LINGUIST List 5.1168

Sun 23 Oct 1994

Disc: Comparative Method

Editor for this issue: <>


  1. , Comp. Method, rates of lex change in E. Greenlandic
  2. "Larry Trask", Random similarities: clarification
  3. Jacques Guy, Re: 5.1159 Comparative Method yet again

Message 1: Comp. Method, rates of lex change in E. Greenlandic

Date: Fri, 21 Oct 1994 12:08:22 Comp. Method, rates of lex change in E. Greenlandic
From: <>
Subject: Comp. Method, rates of lex change in E. Greenlandic

Alexis Manaster Ramer
>The question then is simple: is there
a language for which the rate of loss from the Swadesh list is more
than 14% per millennium?

I don't have the reference on the top of my head, but the counter
example which is to the opposite extreme of Icelandic (for slow
rates of lexical change) is East Greenlandic (Eskimo-Aleut) for
a very high rate of lexical change. Similarly, certain dialects of
Yugcetun (a.k.a. Central Yup'ik Eskimo) have changed, it appears,
at much faster rates than have other dialects. In both cases it
seems that restrictions on the use of morphemes from the names of
the deceased have led to circumlocutions in basic vocabulary.
My own stance on the issue: I think that lexico-statistics is very
valuable for illustrating degrees of similarity in lexicons, but
I am *extremely* skeptical of using lexico-statistical data to
infer glottochronological dates without other (i.e, archaeological or
historical) corroboration. --roy--
=+=- Roy Iutzi-Mitchell -=+=
+=-=+ P.O. Box 1128 I.A.Y.I.A. +=-=+
=+=- Bethel, Alaska 99559 U.S.A. 907-543-3642 -=+=
Mail to author|Respond to list|Read more issues|LINGUIST home page|Top of issue

Message 2: Random similarities: clarification

Date: Sat, 22 Oct 1994 13:32:30 Random similarities: clarification
From: "Larry Trask" <>
Subject: Random similarities: clarification

Perhaps I wasn't as clear as I might have been in my original query
about the chance of finding random similarities between arbitrary
languages. Briefly, the "methodology" that I had in mind was this:

(1) You compare any languages or families that take your fancy, and you
 don't need to have any specialist knowledge of them.
(2) You extract words or morphemes from any existing sources whatever,
 regardless of reliability, but mostly from bilingual dictionaries,
 when these exist.
(3) You take any items you find, without knowing or caring anything
 about their histories, even when such information is available.
(4) You accept everything that comes along, and you certainly don't
 confine yourself to the Swadesh word list or to anybody's idea od
 "basic" vocabulary.

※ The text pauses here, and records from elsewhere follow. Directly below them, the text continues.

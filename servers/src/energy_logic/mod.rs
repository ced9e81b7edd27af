pub mod config;
pub mod logger;
pub mod restart;
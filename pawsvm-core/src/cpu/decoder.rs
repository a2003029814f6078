use crate::config::ValidationMode;
use crate::error::{ExecutionError, Result};
use crate::isa::operand::{REGISTER_OPERAND_LEN, WIDE_OPERAND_LEN};
use crate::isa::{Instruction, OpcodeByte, Operand, OperandRole, Register};
use crate::memory::Memory;

/// An instruction read out of memory, with where it sat and where the next one
/// starts.
#[derive(Clone, Debug, PartialEq, Eq)]
pub struct Decoded {
    pub instruction: Instruction,
    pub address: u32,
    pub next: u32,
}

pub trait DecodeOne {
    fn decode_one(&self, memory: &Memory, address: u32) -> Result<Decoded>;
}

#[derive(Clone, Copy, Debug, Default)]
pub struct Decoder {
    mode: ValidationMode,
}

impl Decoder {
    pub fn new(mode: ValidationMode) -> Self {
        Self { mode }
    }

    fn register(&self, code: u8) -> Result<Register> {
        if self.mode.is_strict() {
            Register::from_code(code).ok_or_else(|| {
                ExecutionError::InvalidName("register code", format!("0x{code:02X}"))
            })
        } else {
            Ok(Register::from_code_masked(code))
        }
    }
}

impl DecodeOne for Decoder {
    fn decode_one(&self, memory: &Memory, address: u32) -> Result<Decoded> {
        let byte = memory.read_byte(address as usize)?;
        let invalid = ExecutionError::InvalidInstruction { address, byte };
        let opcode_byte = OpcodeByte::from_byte(byte);
        let opcode = opcode_byte.opcode().ok_or_else(|| invalid.clone())?;
        let roles = opcode.roles();
        if opcode_byte.wide_mask() >> roles.len() != 0 {
            return Err(invalid);
        }

        let mut cursor = address as usize + 1;
        let mut operands = Vec::with_capacity(roles.len());
        for (idx, role) in roles.iter().enumerate() {
            if opcode_byte.is_wide(idx) {
                if *role == OperandRole::Destination {
                    return Err(invalid);
                }
                let value = memory.read_word(cursor)?;
                operands.push(Operand::Immediate(i64::from(value)));
                cursor += WIDE_OPERAND_LEN;
            } else {
                let code = memory.read_byte(cursor)?;
                operands.push(Operand::Register(self.register(code)?));
                cursor += REGISTER_OPERAND_LEN;
            }
        }

        Ok(Decoded {
            instruction: Instruction::new(opcode, operands),
            address,
            next: cursor as u32,
        })
    }
}
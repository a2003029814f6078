use std::fmt;

use crate::layout::{FLAGS_START, FLAG_COUNT, FLAG_SIZE};

/// A status flag of the memory-mapped flag bank.
#[derive(Clone, Copy, Debug, PartialEq, Eq, PartialOrd, Ord, Hash)]
pub enum Flag {
    /// `ZF`: the last result was zero.
    Zero,
    /// `CF`: unsigned carry out of, or borrow into, bit 31.
    Carry,
    /// `OVF`: signed two's-complement overflow.
    Overflow,
    /// `SF`: bit 31 of the last result.
    Sign,
    /// `PF`: the low byte of the last result has an even number of set bits.
    Parity,
}

impl Flag {
    pub const ALL: [Flag; FLAG_COUNT] = [
        Flag::Zero,
        Flag::Carry,
        Flag::Overflow,
        Flag::Sign,
        Flag::Parity,
    ];

    pub const fn offset(self) -> usize {
        let slot = match self {
            Flag::Zero => 0,
            Flag::Carry => 1,
            Flag::Overflow => 2,
            Flag::Sign => 3,
            Flag::Parity => 4,
        };
        FLAGS_START + slot * FLAG_SIZE
    }

    pub const fn code(self) -> u8 {
        match self {
            Flag::Carry => 0x00,
            Flag::Zero => 0x01,
            Flag::Sign => 0x02,
            Flag::Overflow => 0x03,
            Flag::Parity => 0x04,
        }
    }

    pub const fn name(self) -> &'static str {
        match self {
            Flag::Zero => "ZF",
            Flag::Carry => "CF",
            Flag::Overflow => "OVF",
            Flag::Sign => "SF",
            Flag::Parity => "PF",
        }
    }

    pub fn from_code(code: u8) -> Option<Self> {
        Self::ALL.into_iter().find(|flag| flag.code() == code)
    }

    pub fn from_name(name: &str) -> Option<Self> {
        Self::ALL.into_iter().find(|flag| flag.name() == name)
    }
}

impl fmt::Display for Flag {
    fn fmt(&self, f: &mut fmt::Formatter<'_>) -> fmt::Result {
        f.write_str(self.name())
    }
}
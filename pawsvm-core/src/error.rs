use thiserror::Error;

use crate::layout::Region;
use crate::syscall::SyscallError;

/// Fatal conditions raised while a program executes. Any of these moves the
/// machine to [`MachineState::Faulted`](crate::MachineState::Faulted).
#[derive(Clone, Debug, Error, PartialEq, Eq)]
pub enum ExecutionError {
    #[error("access of {length} bytes at 0x{address:04X} is out of bounds (memory size 0x{memory_size:04X})")]
    OutOfBounds {
        address: usize,
        length: usize,
        memory_size: usize,
    },
    #[error("stack overflow: sp 0x{sp:04X}, stack limit 0x{limit:04X}")]
    StackOverflow { sp: u32, limit: usize },
    #[error("stack underflow: sp 0x{sp:04X}, stack base 0x{base:04X}")]
    StackUnderflow { sp: u32, base: usize },
    #[error("illegal write of {length} bytes at 0x{address:04X} collides with {region} space")]
    RegionCollision {
        address: usize,
        length: usize,
        region: Region,
    },
    #[error("invalid {0} '{1}'")]
    InvalidName(&'static str, String),
    #[error("division by zero")]
    DivisionByZero,
    #[error("invalid instruction 0x{byte:02X} at 0x{address:04X}")]
    InvalidInstruction { address: u32, byte: u8 },
    #[error(transparent)]
    Syscall(#[from] SyscallError),
}

pub type Result<T> = std::result::Result<T, ExecutionError>;

/// Rejected machine configurations.
#[derive(Clone, Debug, Error, PartialEq, Eq)]
pub enum ConfigError {
    #[error("memory size {size} is too small, at least {required} bytes are required")]
    MemoryTooSmall { size: usize, required: usize },
    #[error("memory size {0} exceeds the 32-bit address space")]
    MemoryTooLarge(usize),
    #[error("stack capacity of {0} bytes cannot hold a single value")]
    StackTooSmall(usize),
    #[error("program origin 0x{0:04X} lies outside program memory")]
    OriginOutsideProgramMemory(u32),
    #[error("unknown validation mode '{0}', expected 'strict' or 'fast'")]
    UnknownMode(String),
}
use std::fmt;

use crate::config::MachineConfig;
use crate::cpu::{Cpu, Cycle};
use crate::error::{ConfigError, ExecutionError, Result};
use crate::isa::Register;
use crate::memory::Memory;
use crate::syscall::SyscallHandler;

#[derive(Clone, Copy, Debug, PartialEq, Eq, Hash)]
pub enum MachineState {
    /// Constructed or freshly loaded; nothing executed yet.
    Ready,
    Running,
    Halted,
    Faulted,
}

impl fmt::Display for MachineState {
    fn fmt(&self, f: &mut fmt::Formatter<'_>) -> fmt::Result {
        let name = match self {
            MachineState::Ready => "ready",
            MachineState::Running => "running",
            MachineState::Halted => "halted",
            MachineState::Faulted => "faulted",
        };
        f.write_str(name)
    }
}

pub struct Machine {
    config: MachineConfig,
    cpu: Cpu,
    state: MachineState,
    fault: Option<ExecutionError>,
    steps: u64,
}

impl fmt::Debug for Machine {
    fn fmt(&self, f: &mut fmt::Formatter<'_>) -> fmt::Result {
        f.debug_struct("Machine")
            .field("config", &self.config)
            .field("state", &self.state)
            .field("fault", &self.fault)
            .field("steps", &self.steps)
            .finish_non_exhaustive()
    }
}

impl Machine {
    pub fn new(config: MachineConfig) -> std::result::Result<Self, ConfigError> {
        let layout = config.layout()?;
        let memory = Memory::new(layout, config.mode);
        tracing::debug!(
            "created machine: {} bytes, stack 0x{:04X}..=0x{:04X}, {} mode",
            layout.memory_size(),
            layout.stack_limit(),
            layout.stack_base(),
            config.mode
        );
        Ok(Self {
            config,
            cpu: Cpu::new(memory),
            state: MachineState::Ready,
            fault: None,
            steps: 0,
        })
    }

    pub fn config(&self) -> &MachineConfig {
        &self.config
    }

    pub fn state(&self) -> MachineState {
        self.state
    }

    pub fn fault(&self) -> Option<&ExecutionError> {
        self.fault.as_ref()
    }

    /// Instructions retired so far.
    pub fn steps(&self) -> u64 {
        self.steps
    }

    pub fn memory(&self) -> &Memory {
        self.cpu.memory()
    }

    pub fn memory_mut(&mut self) -> &mut Memory {
        self.cpu.memory_mut()
    }

    pub fn set_syscall_handler(&mut self, handler: impl SyscallHandler + 'static) {
        self.cpu.set_syscall_handler(Box::new(handler));
    }

    /// Loads `program` at the configured origin.
    pub fn load_program(&mut self, program: &[u8]) -> Result<()> {
        self.load_program_at(self.config.origin, program)
    }

    /// Copies `program` into memory at `origin` and points `pc` at it.
    ///
    /// Loading into a machine that has already executed starts over from
    /// fresh memory: registers, flags and data are zeroed and `sp` is back at
    /// the stack base. Nothing from a halted or faulted run carries over.
    pub fn load_program_at(&mut self, origin: u32, program: &[u8]) -> Result<()> {
        let memory = self.cpu.memory();
        memory.check_bounds(origin as usize, program.len())?;
        memory.assert_write_safe(origin as usize, program.len())?;

        if self.state != MachineState::Ready {
            let layout = *memory.layout();
            tracing::debug!("resetting {} machine before load", self.state);
            *self.cpu.memory_mut() = Memory::new(layout, self.config.mode);
        }

        let memory = self.cpu.memory_mut();
        memory.write_bytes(origin as usize, program)?;
        memory.set_register(Register::Pc, origin);
        tracing::debug!("loaded {} bytes at 0x{:04X}", program.len(), origin);

        self.state = MachineState::Ready;
        self.fault = None;
        self.steps = 0;
        Ok(())
    }

    /// Executes one instruction. A halted machine stays halted; a faulted
    /// one returns its fault again without executing anything.
    pub fn step(&mut self) -> Result<MachineState> {
        match self.state {
            MachineState::Halted => return Ok(MachineState::Halted),
            MachineState::Faulted => {
                if let Some(fault) = &self.fault {
                    return Err(fault.clone());
                }
            }
            MachineState::Ready => {
                tracing::debug!("machine running");
                self.state = MachineState::Running;
            }
            MachineState::Running => {}
        }

        match self.cpu.execute_cycle() {
            Ok(cycle) => {
                self.steps += 1;
                if cycle == Cycle::Halt {
                    tracing::debug!("machine halted after {} steps", self.steps);
                    self.state = MachineState::Halted;
                }
                Ok(self.state)
            }
            Err(err) => {
                let pc = self.memory().register(Register::Pc);
                tracing::warn!("machine faulted at 0x{:04X}: {}", pc, err);
                self.state = MachineState::Faulted;
                self.fault = Some(err.clone());
                Err(err)
            }
        }
    }

    /// Runs until `HALT` or a fault.
    pub fn run(&mut self) -> Result<MachineState> {
        loop {
            if self.step()? == MachineState::Halted {
                return Ok(MachineState::Halted);
            }
        }
    }

    /// Runs at most `max_steps` instructions. Returns `Running` if the budget
    /// ran out first.
    pub fn run_for(&mut self, max_steps: u64) -> Result<MachineState> {
        for _ in 0..max_steps {
            if self.step()? == MachineState::Halted {
                return Ok(MachineState::Halted);
            }
        }
        Ok(self.state)
    }
}
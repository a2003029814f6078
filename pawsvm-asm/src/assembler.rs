use std::collections::HashMap;

use pawsvm_core::layout::DEFAULT_ORIGIN;
use pawsvm_core::{Instruction, Opcode, Operand, OperandRole};

use crate::error::{AssemblyError, Result};
use crate::syntax::{
    is_identifier, label_definition, looks_like_register, parse_immediate, parse_register,
    strip_comment, IMMEDIATE_PREFIX, SECTION_PREFIX, TEXT_SECTION,
};

/// A non-blank source line with its comment removed.
#[derive(Clone, Debug)]
struct SourceLine<'a> {
    number: usize,
    code: &'a str,
    text: &'a str,
}

/// An operand as parsed in pass 1, before labels are known.
#[derive(Clone, Debug, PartialEq, Eq)]
enum PendingOperand {
    Ready(Operand),
    Label(String),
}

impl PendingOperand {
    fn encoded_len(&self) -> usize {
        match self {
            PendingOperand::Ready(operand) => operand.encoded_len(),
            PendingOperand::Label(_) => Operand::Address(0).encoded_len(),
        }
    }
}

#[derive(Clone, Debug)]
struct PendingInstruction<'a> {
    line: SourceLine<'a>,
    opcode: Opcode,
    operands: Vec<PendingOperand>,
}

impl PendingInstruction<'_> {
    fn encoded_len(&self) -> usize {
        1 + self
            .operands
            .iter()
            .map(PendingOperand::encoded_len)
            .sum::<usize>()
    }
}

#[derive(Clone, Copy, Debug)]
struct LabelDef {
    address: u32,
    line: usize,
}

/// Two-pass assembler from mnemonic text to the encoded instruction stream.
///
/// Pass 1 parses every instruction in the `.text` section and binds each label
/// to `origin` plus the encoded size of everything before it. Pass 2 resolves
/// label operands and emits bytes.
#[derive(Clone, Debug)]
pub struct Assembler {
    lines: Vec<String>,
    origin: u32,
}

impl Assembler {
    pub fn new<I, S>(lines: I) -> Self
    where
        I: IntoIterator<Item = S>,
        S: Into<String>,
    {
        Self {
            lines: lines.into_iter().map(Into::into).collect(),
            origin: DEFAULT_ORIGIN,
        }
    }

    /// Address the program will be loaded at; labels resolve relative to it.
    pub fn with_origin(mut self, origin: u32) -> Self {
        self.origin = origin;
        self
    }

    pub fn origin(&self) -> u32 {
        self.origin
    }

    pub fn assemble(&self) -> Result<Vec<u8>> {
        let instructions = self.instructions()?;
        let mut bytes = Vec::new();
        for instruction in &instructions {
            instruction.encode_into(&mut bytes);
        }
        tracing::debug!(
            "assembled {} instructions into {} bytes at origin 0x{:04X}",
            instructions.len(),
            bytes.len(),
            self.origin
        );
        Ok(bytes)
    }

    /// Assembles to resolved instructions instead of bytes.
    pub fn instructions(&self) -> Result<Vec<Instruction>> {
        let text = self.text_section()?;
        let (pending, labels) = self.first_pass(&text)?;
        pending
            .into_iter()
            .map(|instruction| resolve(instruction, &labels))
            .collect()
    }

    /// The labels of the text section and their resolved addresses.
    pub fn labels(&self) -> Result<HashMap<String, u32>> {
        let text = self.text_section()?;
        let (_, labels) = self.first_pass(&text)?;
        Ok(labels
            .into_iter()
            .map(|(name, def)| (name, def.address))
            .collect())
    }

    /// Lines between `.text` and the next section marker.
    fn text_section(&self) -> Result<Vec<SourceLine<'_>>> {
        let mut lines = self
            .lines
            .iter()
            .enumerate()
            .map(|(idx, raw)| SourceLine {
                number: idx + 1,
                code: strip_comment(raw),
                text: raw.trim(),
            })
            .filter(|line| !line.code.is_empty());

        lines
            .by_ref()
            .find(|line| line.code == TEXT_SECTION)
            .ok_or(AssemblyError::MissingSection)?;
        Ok(lines
            .take_while(|line| !line.code.starts_with(SECTION_PREFIX))
            .collect())
    }

    fn first_pass<'a>(
        &self,
        text: &[SourceLine<'a>],
    ) -> Result<(Vec<PendingInstruction<'a>>, HashMap<String, LabelDef>)> {
        let mut labels: HashMap<String, LabelDef> = HashMap::new();
        let mut pending = Vec::new();
        let mut offset = 0usize;

        for line in text {
            if let Some(label) = label_definition(line.code) {
                if looks_like_register(label) {
                    return Err(AssemblyError::IllegalRegister {
                        register: label.to_string(),
                        line: line.number,
                        text: line.text.to_string(),
                    });
                }
                if let Some(first) = labels.get(label) {
                    return Err(AssemblyError::DuplicateLabel {
                        label: label.to_string(),
                        line: line.number,
                        first: first.line,
                    });
                }
                let address = self.origin.wrapping_add(offset as u32);
                tracing::trace!("label {} = 0x{:04X}", label, address);
                labels.insert(
                    label.to_string(),
                    LabelDef {
                        address,
                        line: line.number,
                    },
                );
                continue;
            }

            let instruction = parse_instruction(line)?;
            offset += instruction.encoded_len();
            pending.push(instruction);
        }
        Ok((pending, labels))
    }
}

/// Assembles a whole source text at the default origin.
pub fn assemble_source(source: &str) -> Result<Vec<u8>> {
    Assembler::new(source.lines()).assemble()
}

fn illegal_operand(line: &SourceLine<'_>, operand: &str, reason: impl Into<String>) -> AssemblyError {
    AssemblyError::IllegalOperand {
        operand: operand.to_string(),
        reason: reason.into(),
        line: line.number,
        text: line.text.to_string(),
    }
}

fn parse_instruction<'a>(line: &SourceLine<'a>) -> Result<PendingInstruction<'a>> {
    let mut tokens = line.code.split_whitespace();
    let mnemonic = tokens.next().unwrap_or_default().to_ascii_uppercase();
    let opcode = Opcode::from_mnemonic(&mnemonic).ok_or_else(|| AssemblyError::UnknownOpcode {
        mnemonic: mnemonic.clone(),
        line: line.number,
        text: line.text.to_string(),
    })?;

    let operand_text: String = tokens.collect();
    let roles = opcode.roles();
    if operand_text.is_empty() {
        if !roles.is_empty() {
            return Err(illegal_operand(
                line,
                "",
                format!("{mnemonic} takes {} operand(s)", roles.len()),
            ));
        }
        return Ok(PendingInstruction {
            line: line.clone(),
            opcode,
            operands: Vec::new(),
        });
    }

    let tokens: Vec<&str> = operand_text.split(',').collect();
    if tokens.len() != roles.len() {
        return Err(illegal_operand(
            line,
            &operand_text,
            format!(
                "{mnemonic} takes {} operand(s), found {}",
                roles.len(),
                tokens.len()
            ),
        ));
    }

    let operands = tokens
        .iter()
        .zip(roles)
        .map(|(token, role)| parse_operand(line, token, *role))
        .collect::<Result<Vec<_>>>()?;
    Ok(PendingInstruction {
        line: line.clone(),
        opcode,
        operands,
    })
}

fn parse_operand(line: &SourceLine<'_>, token: &str, role: OperandRole) -> Result<PendingOperand> {
    if looks_like_register(token) {
        return parse_register(token)
            .map(|register| PendingOperand::Ready(Operand::Register(register)))
            .ok_or_else(|| AssemblyError::IllegalRegister {
                register: token.to_string(),
                line: line.number,
                text: line.text.to_string(),
            });
    }
    if role == OperandRole::Destination {
        return Err(illegal_operand(line, token, "destination must be a register"));
    }

    if let Some(value) = token.strip_prefix(IMMEDIATE_PREFIX) {
        parse_immediate(value)
            .map(|value| PendingOperand::Ready(Operand::Immediate(value)))
            .ok_or_else(|| illegal_operand(line, token, "not a 32-bit integer"))
    } else if is_identifier(token) {
        Ok(PendingOperand::Label(token.to_string()))
    } else {
        Err(illegal_operand(line, token, "not a register, immediate or label"))
    }
}

fn resolve(
    instruction: PendingInstruction<'_>,
    labels: &HashMap<String, LabelDef>,
) -> Result<Instruction> {
    let line = &instruction.line;
    let operands = instruction
        .operands
        .into_iter()
        .map(|operand| match operand {
            PendingOperand::Ready(operand) => Ok(operand),
            PendingOperand::Label(label) => labels
                .get(&label)
                .map(|def| Operand::Address(def.address))
                .ok_or_else(|| illegal_operand(line, &label, "unknown label")),
        })
        .collect::<Result<Vec<_>>>()?;
    Ok(Instruction::new(instruction.opcode, operands))
}

#[cfg(test)]
mod tests {
    use super::*;
    use pawsvm_core::Register;

    fn assemble(source: &str) -> Result<Vec<u8>> {
        assemble_source(source)
    }

    #[test]
    fn encodes_the_sample_program() {
        let bytes = assemble(
            "
            .text
                ; Example
                mov r0, #5
                add r1, r0, #10
                halt
            ",
        )
        .unwrap();
        assert_eq!(
            bytes,
            [
                0x42, 0x00, 0x05, 0x00, 0x00, 0x00, // MOV r0, #5
                0x85, 0x01, 0x00, 0x0A, 0x00, 0x00, 0x00, // ADD r1, r0, #10
                0x12, // HALT
            ]
        );
    }

    #[test]
    fn register_only_operands_use_the_plain_opcode() {
        let bytes = assemble(".text\nmov r0, r1\npush acc\n").unwrap();
        assert_eq!(bytes, [0x02, 0x00, 0x01, 0x00, 0x0F]);
    }

    #[test]
    fn labels_resolve_to_byte_addresses() {
        let source = "
            .text
            start:
                mov r0, #0xA   ; 6 bytes
                jump end       ; 5 bytes
            end:
                nop
                halt
            ";
        let assembler = Assembler::new(source.lines());
        let labels = assembler.labels().unwrap();
        assert_eq!(labels["start"], 0x0100);
        assert_eq!(labels["end"], 0x010B);
        let instructions = assembler.instructions().unwrap();
        assert_eq!(
            instructions[1],
            Instruction::new(Opcode::Jump, vec![Operand::Address(0x010B)])
        );

        let moved = Assembler::new(source.lines()).with_origin(0x0200);
        assert_eq!(moved.labels().unwrap()["end"], 0x020B);
    }

    #[test]
    fn forward_and_backward_references() {
        let instructions = Assembler::new(".text\nloop:\ncall sub\njump loop\nsub:\nret\n".lines())
            .instructions()
            .unwrap();
        assert_eq!(
            instructions,
            [
                Instruction::new(Opcode::Call, vec![Operand::Address(0x010A)]),
                Instruction::new(Opcode::Jump, vec![Operand::Address(0x0100)]),
                Instruction::new(Opcode::Ret, vec![]),
            ]
        );
    }

    #[test]
    fn requires_text_section() {
        assert_eq!(assemble("mov r0, #1\nhalt"), Err(AssemblyError::MissingSection));
        assert_eq!(assemble(""), Err(AssemblyError::MissingSection));
    }

    #[test]
    fn stops_at_next_section() {
        let bytes = assemble(".text\nhalt\n.data\nthis is not code\n").unwrap();
        assert_eq!(bytes, [0x12]);
    }

    #[test]
    fn unknown_opcode() {
        let err = assemble(".text\n  FOO r0\n").unwrap_err();
        assert_eq!(
            err,
            AssemblyError::UnknownOpcode {
                mnemonic: "FOO".to_string(),
                line: 2,
                text: "FOO r0".to_string()
            }
        );
        assert_eq!(err.line(), Some(2));
    }

    #[test]
    fn illegal_register() {
        let err = assemble(".text\nmov r13, #1\n").unwrap_err();
        assert!(matches!(
            err,
            AssemblyError::IllegalRegister { ref register, line: 2, .. } if register == "r13"
        ));
    }

    #[test]
    fn operand_counts() {
        assert!(matches!(
            assemble(".text\nhalt r0\n"),
            Err(AssemblyError::IllegalOperand { line: 2, .. })
        ));
        assert!(matches!(
            assemble(".text\nadd r0, r1\n"),
            Err(AssemblyError::IllegalOperand { line: 2, .. })
        ));
        assert!(matches!(
            assemble(".text\npush\n"),
            Err(AssemblyError::IllegalOperand { line: 2, .. })
        ));
        assert!(matches!(
            assemble(".text\nmov r0,, #1\n"),
            Err(AssemblyError::IllegalOperand { line: 2, .. })
        ));
    }

    #[test]
    fn illegal_operands() {
        let err = assemble(".text\nmov r0, #banana\n").unwrap_err();
        assert!(matches!(
            err,
            AssemblyError::IllegalOperand { ref operand, .. } if operand == "#banana"
        ));
        assert!(matches!(
            assemble(".text\nmov r0, #0x1_0000_0000\n"),
            Err(AssemblyError::IllegalOperand { .. })
        ));
        assert!(matches!(
            assemble(".text\njump nowhere\n"),
            Err(AssemblyError::IllegalOperand { ref operand, .. }) if operand == "nowhere"
        ));
        assert!(matches!(
            assemble(".text\nmov #1, r0\n"),
            Err(AssemblyError::IllegalOperand { ref reason, .. }) if reason.contains("destination")
        ));
        assert!(matches!(
            assemble(".text\npop target\ntarget:\n"),
            Err(AssemblyError::IllegalOperand { .. })
        ));
    }

    #[test]
    fn operand_tokens_are_concatenated() {
        let spaced = assemble(".text\nadd r1 , r0 ,#10\n").unwrap();
        let tight = assemble(".text\nADD r1,r0,#10\n").unwrap();
        assert_eq!(spaced, tight);
    }

    #[test]
    fn duplicate_labels() {
        assert_eq!(
            assemble(".text\nhere:\nnop\nhere:\nhalt\n"),
            Err(AssemblyError::DuplicateLabel {
                label: "here".to_string(),
                line: 4,
                first: 2
            })
        );
    }

    #[test]
    fn labels_cannot_be_register_names() {
        for name in ["sp", "pc", "acc", "r1"] {
            let source = format!(".text\njump {name}\nhalt\n{name}:\nnop\nhalt\n");
            assert_eq!(
                assemble(&source),
                Err(AssemblyError::IllegalRegister {
                    register: name.to_string(),
                    line: 4,
                    text: format!("{name}:"),
                })
            );
        }
        assert!(matches!(
            assemble(".text\nr13:\nhalt\n"),
            Err(AssemblyError::IllegalRegister { line: 2, .. })
        ));
        assert!(assemble(".text\njump result\nresult:\nhalt\n").is_ok());
    }

    #[test]
    fn negative_immediates_wrap_to_32_bits() {
        let instructions = Assembler::new([".text", "mov r2, #-1"]).instructions().unwrap();
        assert_eq!(
            instructions[0],
            Instruction::new(
                Opcode::Mov,
                vec![Operand::Register(Register::R2), Operand::Immediate(-1)]
            )
        );
        assert_eq!(
            assemble(".text\nmov r2, #-1\n").unwrap(),
            [0x42, 0x02, 0xFF, 0xFF, 0xFF, 0xFF]
        );
    }
}
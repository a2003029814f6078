use std::fmt;
use std::str::FromStr;

use crate::error::ConfigError;
use crate::layout::{Layout, DEFAULT_MEMORY_SIZE, DEFAULT_ORIGIN, DEFAULT_STACK_CAPACITY};

/// How much the machine trusts the names and register codes it is handed.
#[derive(Clone, Copy, Debug, Default, PartialEq, Eq, Hash)]
pub enum ValidationMode {
    /// Validate every register/flag name and every register code in the
    /// instruction stream before touching memory.
    Strict,
    /// Trust callers and bytecode; register codes are masked to 4 bits.
    #[default]
    Fast,
}

impl ValidationMode {
    pub fn is_strict(self) -> bool {
        self == ValidationMode::Strict
    }
}

impl fmt::Display for ValidationMode {
    fn fmt(&self, f: &mut fmt::Formatter<'_>) -> fmt::Result {
        match self {
            ValidationMode::Strict => f.write_str("strict"),
            ValidationMode::Fast => f.write_str("fast"),
        }
    }
}

impl FromStr for ValidationMode {
    type Err = ConfigError;

    fn from_str(s: &str) -> Result<Self, Self::Err> {
        match s.trim().to_ascii_lowercase().as_str() {
            "strict" | "dev" => Ok(ValidationMode::Strict),
            "fast" | "prod" => Ok(ValidationMode::Fast),
            _ => Err(ConfigError::UnknownMode(s.to_string())),
        }
    }
}

#[derive(Clone, Debug, PartialEq, Eq)]
pub struct MachineConfig {
    /// Total memory size in bytes.
    pub memory_size: usize,
    /// Size of the stack region in bytes.
    pub stack_capacity: usize,
    /// Address programs are loaded at and start executing from.
    pub origin: u32,
    pub mode: ValidationMode,
}

impl Default for MachineConfig {
    fn default() -> Self {
        Self {
            memory_size: DEFAULT_MEMORY_SIZE,
            stack_capacity: DEFAULT_STACK_CAPACITY,
            origin: DEFAULT_ORIGIN,
            mode: ValidationMode::default(),
        }
    }
}

impl MachineConfig {
    pub fn with_memory_size(mut self, memory_size: usize) -> Self {
        self.memory_size = memory_size;
        self
    }

    pub fn with_stack_capacity(mut self, stack_capacity: usize) -> Self {
        self.stack_capacity = stack_capacity;
        self
    }

    pub fn with_origin(mut self, origin: u32) -> Self {
        self.origin = origin;
        self
    }

    pub fn with_mode(mut self, mode: ValidationMode) -> Self {
        self.mode = mode;
        self
    }

    /// Validates the configuration and computes the memory layout it describes.
    pub fn layout(&self) -> Result<Layout, ConfigError> {
        let layout = Layout::new(self.memory_size, self.stack_capacity)?;
        if !layout.is_program_address(self.origin as usize) {
            return Err(ConfigError::OriginOutsideProgramMemory(self.origin));
        }
        Ok(layout)
    }
}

You are delighted to accept obscure dialect
 words for varieties of mushrooms, and you draw the line only at
 words like `telephone'.
(5) When dealing with a family, you are free to take items found only in
 a single language, and not in the family as a whole.
(6) Having already decided that you are probably looking at a genetic
 relationship, you collect only apparent confirming instances, and
 attempt no serious scrutiny of your results.
(7) You accept as "cognates" any items that strike you as exhibiting a
 significant degree of resemblance in form and meaning, and you
 certainly don't expect to find systematic correspondences in form --
 in fact, trying to find them would defeat the object of the
(8) In identifying your "cognates", you feel free to segment into
 oblivion any inconvenient parts of the items you are comparing, so
 that you can obtain a match for what's left.
(9) You are at liberty to invoke a few metatheses whenever you find this
 convenient for your purposes.

Doubtless this sort of work will be all too familiar to most readers.
But I have a particular reason for raising the issue here. I'm a
specialist in Basque, and Basque, as the only genetic isolate in Europe,
has attracted an enormous amount of attention from people eager to find
some relatives for it somewhere. It's hardly possible to name an Old
World language or family that hasn't been claimed as a relative of
Basque. And, of course, with only a couple of very minor exceptions,
and one major one, ALL of this work has been carried out by precisely
the methodology I've just described.

This would be of little interest to most people, were it not for the
fact that some of this work has acquired a certain veneer of
respectability. Just to cite the best-known case, the ceaseless claims
that Basque is related to some or all of the Caucasian languages have
apparently persuaded a number of respectable linguists that these are
plausible claims backed up by something in the way of evidence. Not so:
they are backed up by large doses of the stuff I have just described,
and by nothing else whatever.

My list of 65 Basque-Hungarian "cognates" was intended as a kind of
reductio ad absurdum of all this stuff. But one of the people who
replied to me has warned me that it is by no means unlikely that the
numerous proponents of this kind of work will take my results seriously,
and proceed to reorganize their view of Proto-Most-Known-Languages
accordingly. Since I have no desire to be cited as providing evidence
for Proto-MKL, I decided I had better find out what kind of results
other people were getting in similar endeavors.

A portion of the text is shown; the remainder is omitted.